Genealogy from the perspective of a member of The Church of Jesus Christ of Latter-day Saints (Mormon, LDS)

Sunday, July 13, 2014

Will We Keep Pace?

In a recent article in the Church News of The Church of Jesus Christ of Latter-day Saints, Elder David A. Bednar of the Quorum of the Twelve Apostles was quoted as stating the following:
The leaders of the Church, he noted, “have given timely emphasis to the importance of hastening the work of salvation. But I wonder sometimes if we, as servants of the Lord, believe that we primarily and solely must hasten this supernal work.” Faithful and diligent members play a vital role in helping God’s kingdom roll forth across the world, Elder Bednar explained. “But, the Lord hastens His work; we do not. First and foremost, we always should remember that this work is the Lord’s work, and He does the hastening.” 
Elder Bednar identified two “profound implications” that “grow out of the truth that the Lord directs and moves His work forward:” 
• Will we keep pace? 
• Will we learn and teach the Savior’s way? 
Elder Bednar suggested that members ask themselves if they as individuals and as a Church will choose to keep pace with the Lord’s hastening. “Or will we insist on doing things the way they have always been done, or the ways we are accustomed to or comfortable with?” 
Again, he said, each member can choose to learn, repent, change, and teach more effectively in the Savior’s way. “Or will we be so entangled in the traditions and patterns of the past that we will be unable to keep up with the pace of the Lord’s hastening?”
I think this counsel applies directly to not only the missionary work of the Church but also the work of redeeming the dead through our efforts in family history. Too many of the people I come in contact with in the Church make excuses about not being involved in family history because of the rapid pace of the change in the way that the work is done. Others complain about the need to learn new skills, particularly those pertaining to computers and the Internet, in order to do the work. I even talk to researchers who refuse to use computers at all.
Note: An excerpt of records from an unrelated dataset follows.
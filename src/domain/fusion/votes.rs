//! Vote-counting composites over pairs of indicators.
//!
//! Each composite casts up to four buy votes and four sell votes from typed
//! readings. The side with strictly more votes wins; a tie is Watch.

use crate::domain::analysis::kd::KdReading;
use crate::domain::analysis::macd::{MacdReading, Momentum};
use crate::domain::analysis::moving_average::MaReading;
use crate::domain::analysis::rsi::RsiReading;
use crate::domain::analysis::{fmt2, AnalysisResult, OVERBOUGHT_ABOVE, OVERSOLD_BELOW};
use crate::domain::signal::Bias;

pub const MAX_VOTES: u8 = 4;
const RSI_MIDLINE: f64 = 50.0;

#[derive(Debug, Clone, Copy, PartialEq, Eq)]
pub enum VoteSignal {
    Buy(u8),
    Sell(u8),
    Watch,
}

impl VoteSignal {
    pub fn label(self) -> String {
        match self {
            VoteSignal::Buy(n) => {
                let action = match n {
                    1 => "Try",
                    2 => "Small position",
                    3 => "Enter",
                    _ => "Full position",
                };
                format!("{action} ({n}/{MAX_VOTES})")
            }
            VoteSignal::Sell(n) => {
                let action = match n {
                    1 => "Trim one lot",
                    2 => "Light selling",
                    3 => "Reduce",
                    _ => "Exit all",
                };
                format!("{action} ({n}/{MAX_VOTES})")
            }
            VoteSignal::Watch => "Watch".to_string(),
        }
    }

    pub fn bias(self) -> Bias {
        match self {
            VoteSignal::Buy(_) => Bias::Bullish,
            VoteSignal::Sell(_) => Bias::Bearish,
            VoteSignal::Watch => Bias::Neutral,
        }
    }
}

#[derive(Debug, Clone, Default, PartialEq)]
pub struct VoteTally {
    pub buy: u8,
    pub sell: u8,
    pub buy_reasons: Vec<&'static str>,
    pub sell_reasons: Vec<&'static str>,
}

impl VoteTally {
    pub fn buy_if(&mut self, condition: bool, reason: &'static str) {
        if condition {
            self.buy += 1;
            self.buy_reasons.push(reason);
        }
    }

    pub fn sell_if(&mut self, condition: bool, reason: &'static str) {
        if condition {
            self.sell += 1;
            self.sell_reasons.push(reason);
        }
    }

    pub fn outcome(&self) -> VoteSignal {
        if self.buy > self.sell {
            VoteSignal::Buy(self.buy)
        } else if self.sell > self.buy {
            VoteSignal::Sell(self.sell)
        } else {
            VoteSignal::Watch
        }
    }

    pub fn rationale(&self) -> String {
        let list = |reasons: &[&str]| {
            if reasons.is_empty() {
                "none".to_string()
            } else {
                reasons.join(", ")
            }
        };
        format!(
            "Buy {}/{MAX_VOTES} ({}) vs sell {}/{MAX_VOTES} ({})",
            self.buy,
            list(&self.buy_reasons),
            self.sell,
            list(&self.sell_reasons)
        )
    }

    /// Render the tally with the composite's own value rows.
    pub fn to_result(&self, title: &str, rows: Vec<(&str, String)>) -> AnalysisResult {
        let outcome = self.outcome();
        let mut result = AnalysisResult::new(title, outcome.label(), outcome.bias(), self.rationale());
        for (label, value) in rows {
            result.push(label, value);
        }
        result
            .with("Buy votes", format!("{} / {MAX_VOTES}", self.buy))
            .with("Sell votes", format!("{} / {MAX_VOTES}", self.sell))
    }
}

/// Oversold/overbought votes from daily and weekly K and RSI.
pub fn kd_rsi_tally(kd: &KdReading, rsi: &RsiReading) -> VoteTally {
    let mut tally = VoteTally::default();
    let factors = [
        (kd.daily.k, "daily K oversold", "daily K overbought"),
        (kd.weekly.k, "weekly K oversold", "weekly K overbought"),
        (rsi.daily, "daily RSI oversold", "daily RSI overbought"),
        (rsi.weekly, "weekly RSI oversold", "weekly RSI overbought"),
    ];
    for (value, low, high) in factors {
        tally.buy_if(value < OVERSOLD_BELOW, low);
        tally.sell_if(value > OVERBOUGHT_ABOVE, high);
    }
    tally
}

pub fn kd_rsi(kd: &KdReading, rsi: &RsiReading) -> AnalysisResult {
    kd_rsi_tally(kd, rsi).to_result(
        "KD + RSI Composite",
        vec![
            ("Daily K", fmt2(kd.daily.k)),
            ("Weekly K", fmt2(kd.weekly.k)),
            ("Daily RSI", fmt2(rsi.daily)),
            ("Weekly RSI", fmt2(rsi.weekly)),
        ],
    )
}

/// Trend (MA20 lifeline, MA5/MA10) and momentum (MACD) votes.
pub fn ma_macd_tally(ma: &MaReading, macd: &MacdReading) -> VoteTally {
    let mut tally = VoteTally::default();
    let momentum = macd.momentum();

    tally.buy_if(ma.price > ma.ma20, "above MA20");
    tally.buy_if(ma.ma5 > ma.ma10, "MA5 above MA10");
    tally.buy_if(macd.dif > macd.signal, "DIF above signal");
    tally.buy_if(momentum == Momentum::Strengthening, "histogram strengthening");

    tally.sell_if(ma.price < ma.ma20, "below MA20");
    tally.sell_if(ma.ma5 < ma.ma10, "MA5 below MA10");
    tally.sell_if(macd.dif < macd.signal, "DIF below signal");
    tally.sell_if(momentum == Momentum::Weakening, "histogram weakening");

    tally
}

pub fn ma_macd(ma: &MaReading, macd: &MacdReading) -> AnalysisResult {
    ma_macd_tally(ma, macd).to_result(
        "MA + MACD Trend Momentum",
        vec![
            ("Price", fmt2(ma.price)),
            ("MA20 (lifeline)", fmt2(ma.ma20)),
            ("Histogram", fmt2(macd.histogram)),
            ("Momentum", macd.momentum().label().to_string()),
        ],
    )
}

/// MACD state with RSI midline votes.
///
/// The sell side counts an overbought daily RSI as a fourth vote in place
/// of a weekly condition.
pub fn macd_rsi_tally(macd: &MacdReading, rsi: &RsiReading) -> VoteTally {
    let mut tally = VoteTally::default();
    let momentum = macd.momentum();

    tally.buy_if(macd.dif > macd.signal, "DIF above signal");
    tally.buy_if(momentum == Momentum::Strengthening, "histogram strengthening");
    tally.buy_if(rsi.daily > RSI_MIDLINE, "daily RSI above 50");
    tally.buy_if(rsi.weekly > RSI_MIDLINE, "weekly RSI above 50");

    tally.sell_if(macd.dif < macd.signal, "DIF below signal");
    tally.sell_if(momentum == Momentum::Weakening, "histogram weakening");
    tally.sell_if(rsi.daily < RSI_MIDLINE, "daily RSI below 50");
    tally.sell_if(rsi.daily > OVERBOUGHT_ABOVE, "daily RSI overbought");

    tally
}

pub fn macd_rsi(macd: &MacdReading, rsi: &RsiReading) -> AnalysisResult {
    macd_rsi_tally(macd, rsi).to_result(
        "MACD + RSI Composite",
        vec![
            ("DIF", fmt2(macd.dif)),
            ("Signal", fmt2(macd.signal)),
            ("Daily RSI", fmt2(rsi.daily)),
            ("Weekly RSI", fmt2(rsi.weekly)),
        ],
    )
}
In this regard, let me point out some important facts:

  • In order to process ancestral names for Temple ordinances, it is necessary to enter the names into the Family Tree program with only a very few exceptions.
  • FamilySearch, the wholly owned and operated family history entity of the Church has placed billions of family records across almost two thousand collections to enable members around the world to find their ancestors.
  • FamilySearch has entered into beneficial agreements providing free access to all the members of the Church to, and All of the members are being invited over the next few months to be part of this fabulous program.
  • FamilySearch helps maintain over 4,745 FamilySearch Centers around the world.
  • FamilySearch has phone support 24 hours a day, 7 days a week.
  • FamilySearch has introduced new features to the Family Tree program that makes it possible to find cousins who have not received the benefits of Temple work.
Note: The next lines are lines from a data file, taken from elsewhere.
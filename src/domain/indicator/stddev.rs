//! Population standard deviation, used for regression channel widths.
//!
//! STDDEV = sqrt(sum((V[j] - mean)^2) / n)

/// Population standard deviation (divide by n). Empty input yields 0.
pub fn population_stddev(values: &[f64]) -> f64 {
    if values.is_empty() {
        return 0.0;
    }
    let n = values.len() as f64;
    let mean = values.iter().sum::<f64>() / n;
    let variance = values.iter().map(|v| (v - mean).powi(2)).sum::<f64>() / n;
    variance.sqrt()
}

#[cfg(test)]
mod tests {
    use super::*;

    #[test]
    fn stddev_constant_values() {
        assert!(population_stddev(&[100.0; 5]).abs() < f64::EPSILON);
    }

    #[test]
    fn stddev_known_values() {
        let values = [2.0, 4.0, 4.0, 4.0, 5.0, 5.0, 7.0, 9.0];
        assert!((population_stddev(&values) - 2.0).abs() < 1e-10);
    }

    #[test]
    fn stddev_empty_is_zero() {
        assert_eq!(population_stddev(&[]), 0.0);
    }
}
The list could go on and on. Are we as genealogists and family historians going to find ourselves in the category of those who are "so entangled in the traditions and patterns of the past that we will be unable to keep up with the pace of the Lord’s hastening?”


  1. I found it interesting that this was also the content of my prayer at the end of my family history class yesterday. That we can keep up with the emerging technology and that we can match our efforts to what is coming.

    1. Thanks for that thoughtful comment. Right now, this is one of the major issues in the aging genealogical community.